> **Source material**
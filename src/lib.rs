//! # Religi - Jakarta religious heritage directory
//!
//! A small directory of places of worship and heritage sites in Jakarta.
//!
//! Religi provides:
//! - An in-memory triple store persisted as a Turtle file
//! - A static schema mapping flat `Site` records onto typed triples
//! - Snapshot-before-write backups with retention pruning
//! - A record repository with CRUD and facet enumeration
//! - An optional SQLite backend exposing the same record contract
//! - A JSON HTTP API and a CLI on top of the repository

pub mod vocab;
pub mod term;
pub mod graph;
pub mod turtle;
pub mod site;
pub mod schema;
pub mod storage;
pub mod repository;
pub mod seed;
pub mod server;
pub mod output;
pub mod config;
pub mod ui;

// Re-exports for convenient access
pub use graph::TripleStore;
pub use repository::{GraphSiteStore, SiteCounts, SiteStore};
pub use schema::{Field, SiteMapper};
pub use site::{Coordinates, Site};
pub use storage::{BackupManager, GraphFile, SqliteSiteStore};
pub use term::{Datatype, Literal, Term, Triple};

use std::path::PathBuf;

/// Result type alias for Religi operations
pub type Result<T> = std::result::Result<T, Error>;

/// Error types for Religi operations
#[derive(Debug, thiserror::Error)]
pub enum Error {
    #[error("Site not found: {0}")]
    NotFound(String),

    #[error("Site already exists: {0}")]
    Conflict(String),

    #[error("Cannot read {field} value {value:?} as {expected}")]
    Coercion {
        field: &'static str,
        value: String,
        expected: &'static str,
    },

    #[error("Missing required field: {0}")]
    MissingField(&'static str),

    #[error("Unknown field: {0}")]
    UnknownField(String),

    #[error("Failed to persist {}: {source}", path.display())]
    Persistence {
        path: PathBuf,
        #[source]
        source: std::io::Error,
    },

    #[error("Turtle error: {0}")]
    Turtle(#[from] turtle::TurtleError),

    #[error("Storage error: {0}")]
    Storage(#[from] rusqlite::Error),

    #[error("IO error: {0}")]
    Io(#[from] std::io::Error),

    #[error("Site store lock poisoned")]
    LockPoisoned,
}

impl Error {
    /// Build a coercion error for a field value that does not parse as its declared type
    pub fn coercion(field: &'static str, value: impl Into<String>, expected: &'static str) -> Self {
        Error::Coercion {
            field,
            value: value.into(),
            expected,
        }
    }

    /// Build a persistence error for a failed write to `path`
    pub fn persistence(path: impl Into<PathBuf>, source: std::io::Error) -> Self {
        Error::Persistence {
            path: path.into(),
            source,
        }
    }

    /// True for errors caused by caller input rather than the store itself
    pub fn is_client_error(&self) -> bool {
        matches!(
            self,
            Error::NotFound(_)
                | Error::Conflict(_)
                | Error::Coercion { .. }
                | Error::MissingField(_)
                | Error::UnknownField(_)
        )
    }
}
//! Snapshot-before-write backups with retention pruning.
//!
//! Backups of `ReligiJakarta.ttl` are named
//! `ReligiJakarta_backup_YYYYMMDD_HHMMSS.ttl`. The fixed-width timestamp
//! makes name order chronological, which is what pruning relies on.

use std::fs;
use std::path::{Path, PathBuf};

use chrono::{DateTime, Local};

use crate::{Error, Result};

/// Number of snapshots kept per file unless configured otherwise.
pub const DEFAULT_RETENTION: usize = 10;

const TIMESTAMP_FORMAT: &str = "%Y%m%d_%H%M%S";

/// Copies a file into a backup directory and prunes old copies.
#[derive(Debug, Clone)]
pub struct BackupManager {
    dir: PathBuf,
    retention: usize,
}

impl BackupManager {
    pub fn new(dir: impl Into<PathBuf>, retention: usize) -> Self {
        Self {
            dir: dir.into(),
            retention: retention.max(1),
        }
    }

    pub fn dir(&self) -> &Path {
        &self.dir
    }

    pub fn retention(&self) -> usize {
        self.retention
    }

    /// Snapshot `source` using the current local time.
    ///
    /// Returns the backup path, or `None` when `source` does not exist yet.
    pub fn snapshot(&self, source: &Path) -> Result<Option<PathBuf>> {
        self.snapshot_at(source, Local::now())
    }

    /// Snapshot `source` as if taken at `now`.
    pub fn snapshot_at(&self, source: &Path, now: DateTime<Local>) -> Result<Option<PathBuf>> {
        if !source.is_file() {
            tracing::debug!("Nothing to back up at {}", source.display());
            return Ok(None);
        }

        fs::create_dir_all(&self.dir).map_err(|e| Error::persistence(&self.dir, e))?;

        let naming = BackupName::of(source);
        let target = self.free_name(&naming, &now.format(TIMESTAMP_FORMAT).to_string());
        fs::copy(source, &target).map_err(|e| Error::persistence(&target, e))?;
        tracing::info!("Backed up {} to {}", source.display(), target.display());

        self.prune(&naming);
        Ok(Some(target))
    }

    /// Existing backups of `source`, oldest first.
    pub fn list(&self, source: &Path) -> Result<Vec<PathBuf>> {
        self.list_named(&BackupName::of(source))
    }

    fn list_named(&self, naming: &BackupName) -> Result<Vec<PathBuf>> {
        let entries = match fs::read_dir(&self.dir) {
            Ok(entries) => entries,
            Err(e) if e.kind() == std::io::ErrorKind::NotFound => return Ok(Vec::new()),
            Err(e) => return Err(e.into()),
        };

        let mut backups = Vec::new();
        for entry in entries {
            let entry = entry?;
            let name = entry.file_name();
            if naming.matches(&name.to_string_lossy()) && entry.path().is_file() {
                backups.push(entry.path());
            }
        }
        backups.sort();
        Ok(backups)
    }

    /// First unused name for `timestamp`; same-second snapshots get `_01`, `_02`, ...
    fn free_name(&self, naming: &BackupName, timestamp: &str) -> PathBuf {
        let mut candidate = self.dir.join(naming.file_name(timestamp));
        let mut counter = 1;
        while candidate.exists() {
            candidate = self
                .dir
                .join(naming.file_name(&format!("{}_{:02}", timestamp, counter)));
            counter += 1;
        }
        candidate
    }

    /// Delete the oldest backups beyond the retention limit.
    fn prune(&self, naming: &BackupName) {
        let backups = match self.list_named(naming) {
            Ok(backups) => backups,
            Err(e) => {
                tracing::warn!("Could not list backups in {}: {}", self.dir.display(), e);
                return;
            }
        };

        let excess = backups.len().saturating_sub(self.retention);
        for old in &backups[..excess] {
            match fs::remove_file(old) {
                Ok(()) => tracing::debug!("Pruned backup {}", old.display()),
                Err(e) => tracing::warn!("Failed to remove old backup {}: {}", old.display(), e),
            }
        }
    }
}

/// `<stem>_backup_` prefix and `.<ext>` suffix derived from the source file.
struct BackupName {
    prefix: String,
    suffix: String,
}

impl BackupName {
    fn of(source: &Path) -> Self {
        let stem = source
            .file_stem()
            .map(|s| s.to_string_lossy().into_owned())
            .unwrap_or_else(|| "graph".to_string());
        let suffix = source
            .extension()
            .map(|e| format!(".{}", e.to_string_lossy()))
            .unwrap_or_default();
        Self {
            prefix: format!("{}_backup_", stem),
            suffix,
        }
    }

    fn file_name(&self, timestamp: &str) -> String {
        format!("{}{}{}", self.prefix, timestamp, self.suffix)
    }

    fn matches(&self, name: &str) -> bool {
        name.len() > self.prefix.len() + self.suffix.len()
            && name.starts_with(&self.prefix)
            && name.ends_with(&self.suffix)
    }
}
==
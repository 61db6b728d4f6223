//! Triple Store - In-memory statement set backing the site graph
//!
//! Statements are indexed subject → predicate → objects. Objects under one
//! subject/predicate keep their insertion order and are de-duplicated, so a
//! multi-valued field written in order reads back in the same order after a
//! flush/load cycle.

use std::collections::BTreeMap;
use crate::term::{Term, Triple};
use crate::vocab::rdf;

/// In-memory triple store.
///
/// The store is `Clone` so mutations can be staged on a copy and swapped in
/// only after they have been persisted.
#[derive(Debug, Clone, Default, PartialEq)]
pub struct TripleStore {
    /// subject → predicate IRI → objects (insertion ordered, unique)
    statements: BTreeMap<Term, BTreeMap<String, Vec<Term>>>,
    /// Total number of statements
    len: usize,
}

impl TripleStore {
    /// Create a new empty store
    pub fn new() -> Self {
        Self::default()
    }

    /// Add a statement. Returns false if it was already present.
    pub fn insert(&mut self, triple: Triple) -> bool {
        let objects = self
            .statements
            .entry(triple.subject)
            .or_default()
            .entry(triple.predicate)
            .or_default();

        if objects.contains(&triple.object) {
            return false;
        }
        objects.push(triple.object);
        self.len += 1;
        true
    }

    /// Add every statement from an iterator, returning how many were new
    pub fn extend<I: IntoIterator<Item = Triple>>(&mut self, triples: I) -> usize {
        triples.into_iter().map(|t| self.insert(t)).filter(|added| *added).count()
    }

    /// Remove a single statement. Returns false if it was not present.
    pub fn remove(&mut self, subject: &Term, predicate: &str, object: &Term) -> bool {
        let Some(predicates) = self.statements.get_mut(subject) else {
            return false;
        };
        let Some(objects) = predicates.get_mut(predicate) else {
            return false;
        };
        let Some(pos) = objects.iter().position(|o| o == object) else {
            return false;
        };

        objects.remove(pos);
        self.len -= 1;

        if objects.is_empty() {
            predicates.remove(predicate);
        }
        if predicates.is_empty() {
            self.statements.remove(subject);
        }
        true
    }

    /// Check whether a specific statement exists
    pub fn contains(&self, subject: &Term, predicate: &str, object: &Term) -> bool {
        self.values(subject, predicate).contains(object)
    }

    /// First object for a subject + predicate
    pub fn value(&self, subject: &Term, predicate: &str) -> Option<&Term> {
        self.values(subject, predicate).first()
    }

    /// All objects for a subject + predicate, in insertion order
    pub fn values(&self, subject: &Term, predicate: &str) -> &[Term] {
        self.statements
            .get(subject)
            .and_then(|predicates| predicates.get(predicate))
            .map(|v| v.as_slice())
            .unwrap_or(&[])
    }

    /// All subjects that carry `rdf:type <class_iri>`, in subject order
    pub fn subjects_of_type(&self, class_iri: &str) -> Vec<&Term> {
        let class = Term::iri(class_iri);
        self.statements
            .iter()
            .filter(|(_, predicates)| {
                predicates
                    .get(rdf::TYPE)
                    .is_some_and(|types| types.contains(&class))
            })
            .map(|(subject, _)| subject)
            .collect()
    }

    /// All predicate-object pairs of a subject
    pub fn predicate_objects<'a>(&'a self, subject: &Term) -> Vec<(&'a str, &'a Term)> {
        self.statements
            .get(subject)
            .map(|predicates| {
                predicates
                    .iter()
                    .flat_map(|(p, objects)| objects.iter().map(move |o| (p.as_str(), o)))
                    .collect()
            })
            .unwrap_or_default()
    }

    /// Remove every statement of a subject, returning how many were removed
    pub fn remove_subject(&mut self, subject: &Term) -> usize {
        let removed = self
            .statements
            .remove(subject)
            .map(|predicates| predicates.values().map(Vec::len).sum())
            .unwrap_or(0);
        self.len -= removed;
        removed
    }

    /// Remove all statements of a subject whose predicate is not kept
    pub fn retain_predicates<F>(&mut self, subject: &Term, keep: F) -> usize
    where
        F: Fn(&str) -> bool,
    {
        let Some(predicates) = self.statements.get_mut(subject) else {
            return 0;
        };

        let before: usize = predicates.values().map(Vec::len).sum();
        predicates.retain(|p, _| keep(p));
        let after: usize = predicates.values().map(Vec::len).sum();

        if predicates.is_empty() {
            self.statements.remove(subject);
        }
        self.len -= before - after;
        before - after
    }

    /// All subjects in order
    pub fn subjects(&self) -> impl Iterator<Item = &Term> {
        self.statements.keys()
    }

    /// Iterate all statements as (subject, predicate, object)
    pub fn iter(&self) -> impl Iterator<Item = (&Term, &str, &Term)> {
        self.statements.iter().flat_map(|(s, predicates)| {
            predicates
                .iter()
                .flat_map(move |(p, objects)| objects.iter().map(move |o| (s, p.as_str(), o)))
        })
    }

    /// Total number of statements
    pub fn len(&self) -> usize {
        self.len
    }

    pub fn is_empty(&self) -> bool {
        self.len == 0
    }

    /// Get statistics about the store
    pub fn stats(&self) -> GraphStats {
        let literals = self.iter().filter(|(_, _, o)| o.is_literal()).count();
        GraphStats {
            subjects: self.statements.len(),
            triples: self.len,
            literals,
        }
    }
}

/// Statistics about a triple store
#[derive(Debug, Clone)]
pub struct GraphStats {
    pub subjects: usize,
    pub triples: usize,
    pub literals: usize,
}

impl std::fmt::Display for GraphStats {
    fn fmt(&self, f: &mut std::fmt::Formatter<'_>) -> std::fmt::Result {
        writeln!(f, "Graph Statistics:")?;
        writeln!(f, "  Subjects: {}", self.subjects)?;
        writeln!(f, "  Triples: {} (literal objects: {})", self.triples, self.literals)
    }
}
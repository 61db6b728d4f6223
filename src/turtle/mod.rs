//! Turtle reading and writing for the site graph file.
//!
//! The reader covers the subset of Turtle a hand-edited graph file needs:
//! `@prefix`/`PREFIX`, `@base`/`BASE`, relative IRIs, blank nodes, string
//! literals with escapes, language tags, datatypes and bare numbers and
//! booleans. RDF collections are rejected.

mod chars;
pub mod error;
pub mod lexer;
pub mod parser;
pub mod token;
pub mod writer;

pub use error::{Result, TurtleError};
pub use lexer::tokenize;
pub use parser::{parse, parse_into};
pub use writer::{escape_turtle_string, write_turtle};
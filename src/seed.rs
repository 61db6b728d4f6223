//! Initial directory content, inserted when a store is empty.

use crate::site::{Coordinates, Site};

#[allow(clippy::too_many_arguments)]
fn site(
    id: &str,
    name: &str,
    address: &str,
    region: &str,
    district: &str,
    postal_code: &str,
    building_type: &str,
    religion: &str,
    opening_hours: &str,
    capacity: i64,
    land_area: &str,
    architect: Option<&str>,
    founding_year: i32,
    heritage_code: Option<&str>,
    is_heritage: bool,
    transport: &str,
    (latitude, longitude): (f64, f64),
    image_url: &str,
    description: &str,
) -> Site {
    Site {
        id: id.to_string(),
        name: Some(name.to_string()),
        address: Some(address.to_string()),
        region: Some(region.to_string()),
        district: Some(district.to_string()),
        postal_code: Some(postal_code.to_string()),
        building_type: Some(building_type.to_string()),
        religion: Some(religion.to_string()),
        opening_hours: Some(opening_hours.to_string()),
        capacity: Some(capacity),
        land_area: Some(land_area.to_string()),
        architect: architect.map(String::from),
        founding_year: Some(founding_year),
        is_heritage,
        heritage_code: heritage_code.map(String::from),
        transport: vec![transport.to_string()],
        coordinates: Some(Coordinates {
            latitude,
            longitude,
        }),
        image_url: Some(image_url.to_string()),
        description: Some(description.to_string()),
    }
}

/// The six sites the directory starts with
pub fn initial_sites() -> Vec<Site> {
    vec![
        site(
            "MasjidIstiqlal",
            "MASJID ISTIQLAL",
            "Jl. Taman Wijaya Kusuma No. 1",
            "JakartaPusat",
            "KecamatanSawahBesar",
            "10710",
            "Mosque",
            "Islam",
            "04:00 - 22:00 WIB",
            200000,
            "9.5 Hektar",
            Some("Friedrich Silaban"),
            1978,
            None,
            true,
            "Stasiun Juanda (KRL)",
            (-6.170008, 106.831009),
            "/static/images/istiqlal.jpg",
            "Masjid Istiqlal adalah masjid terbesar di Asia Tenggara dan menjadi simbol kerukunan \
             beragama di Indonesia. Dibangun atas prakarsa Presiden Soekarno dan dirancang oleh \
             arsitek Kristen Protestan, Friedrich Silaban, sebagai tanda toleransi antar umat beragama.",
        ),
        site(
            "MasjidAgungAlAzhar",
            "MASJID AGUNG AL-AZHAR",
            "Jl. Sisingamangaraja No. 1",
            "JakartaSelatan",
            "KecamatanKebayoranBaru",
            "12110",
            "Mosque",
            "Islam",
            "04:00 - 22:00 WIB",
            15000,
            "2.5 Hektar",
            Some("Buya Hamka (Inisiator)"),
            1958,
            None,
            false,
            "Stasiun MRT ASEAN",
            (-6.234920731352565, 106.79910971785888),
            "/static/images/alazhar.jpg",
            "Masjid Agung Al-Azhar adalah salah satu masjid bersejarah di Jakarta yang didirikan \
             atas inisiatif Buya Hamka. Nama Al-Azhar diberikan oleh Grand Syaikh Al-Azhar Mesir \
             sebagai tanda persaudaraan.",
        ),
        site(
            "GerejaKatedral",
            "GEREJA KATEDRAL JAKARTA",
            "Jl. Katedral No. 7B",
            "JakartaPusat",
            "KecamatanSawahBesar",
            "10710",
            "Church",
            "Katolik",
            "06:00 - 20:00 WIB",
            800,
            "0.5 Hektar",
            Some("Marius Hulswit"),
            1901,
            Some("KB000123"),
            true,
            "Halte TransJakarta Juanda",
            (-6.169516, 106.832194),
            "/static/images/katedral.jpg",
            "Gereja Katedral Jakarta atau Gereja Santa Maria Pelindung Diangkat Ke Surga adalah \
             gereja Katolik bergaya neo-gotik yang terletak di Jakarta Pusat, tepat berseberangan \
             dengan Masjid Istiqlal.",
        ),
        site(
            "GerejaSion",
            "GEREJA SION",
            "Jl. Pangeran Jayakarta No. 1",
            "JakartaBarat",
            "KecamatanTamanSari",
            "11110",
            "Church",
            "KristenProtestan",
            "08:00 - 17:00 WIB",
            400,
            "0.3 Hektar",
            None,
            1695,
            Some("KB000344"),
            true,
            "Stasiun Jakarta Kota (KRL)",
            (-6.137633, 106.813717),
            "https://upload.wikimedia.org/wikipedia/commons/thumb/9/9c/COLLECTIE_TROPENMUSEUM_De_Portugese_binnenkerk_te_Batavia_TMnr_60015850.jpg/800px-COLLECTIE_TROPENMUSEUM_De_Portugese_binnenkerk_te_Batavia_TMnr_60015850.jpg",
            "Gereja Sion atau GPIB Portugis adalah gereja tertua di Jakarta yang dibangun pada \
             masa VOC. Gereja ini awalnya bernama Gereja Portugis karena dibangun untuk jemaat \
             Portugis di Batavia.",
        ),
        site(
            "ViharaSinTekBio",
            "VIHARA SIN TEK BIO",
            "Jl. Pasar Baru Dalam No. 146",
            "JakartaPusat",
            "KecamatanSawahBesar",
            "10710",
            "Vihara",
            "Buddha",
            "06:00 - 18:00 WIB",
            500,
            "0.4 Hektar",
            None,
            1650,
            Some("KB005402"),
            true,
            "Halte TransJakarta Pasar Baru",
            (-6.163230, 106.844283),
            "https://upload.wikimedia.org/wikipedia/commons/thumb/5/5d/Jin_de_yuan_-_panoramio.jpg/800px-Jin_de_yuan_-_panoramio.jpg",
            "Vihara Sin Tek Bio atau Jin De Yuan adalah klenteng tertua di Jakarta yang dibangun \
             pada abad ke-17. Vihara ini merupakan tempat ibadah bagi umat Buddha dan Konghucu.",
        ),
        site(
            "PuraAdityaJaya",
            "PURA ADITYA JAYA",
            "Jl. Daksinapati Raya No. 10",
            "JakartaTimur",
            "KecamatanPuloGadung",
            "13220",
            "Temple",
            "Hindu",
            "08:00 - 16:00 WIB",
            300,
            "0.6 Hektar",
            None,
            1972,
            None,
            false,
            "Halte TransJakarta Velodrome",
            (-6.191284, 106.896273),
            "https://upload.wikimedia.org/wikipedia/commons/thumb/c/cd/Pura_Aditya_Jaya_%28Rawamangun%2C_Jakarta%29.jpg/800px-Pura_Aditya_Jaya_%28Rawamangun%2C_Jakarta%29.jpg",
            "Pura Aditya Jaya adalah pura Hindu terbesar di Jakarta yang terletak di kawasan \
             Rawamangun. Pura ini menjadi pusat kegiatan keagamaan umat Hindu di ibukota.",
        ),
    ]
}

> **Assigned task**
Please provide the number of lines in the listing above that contain the word "tracing", and nothing further.

> **Task solution**
5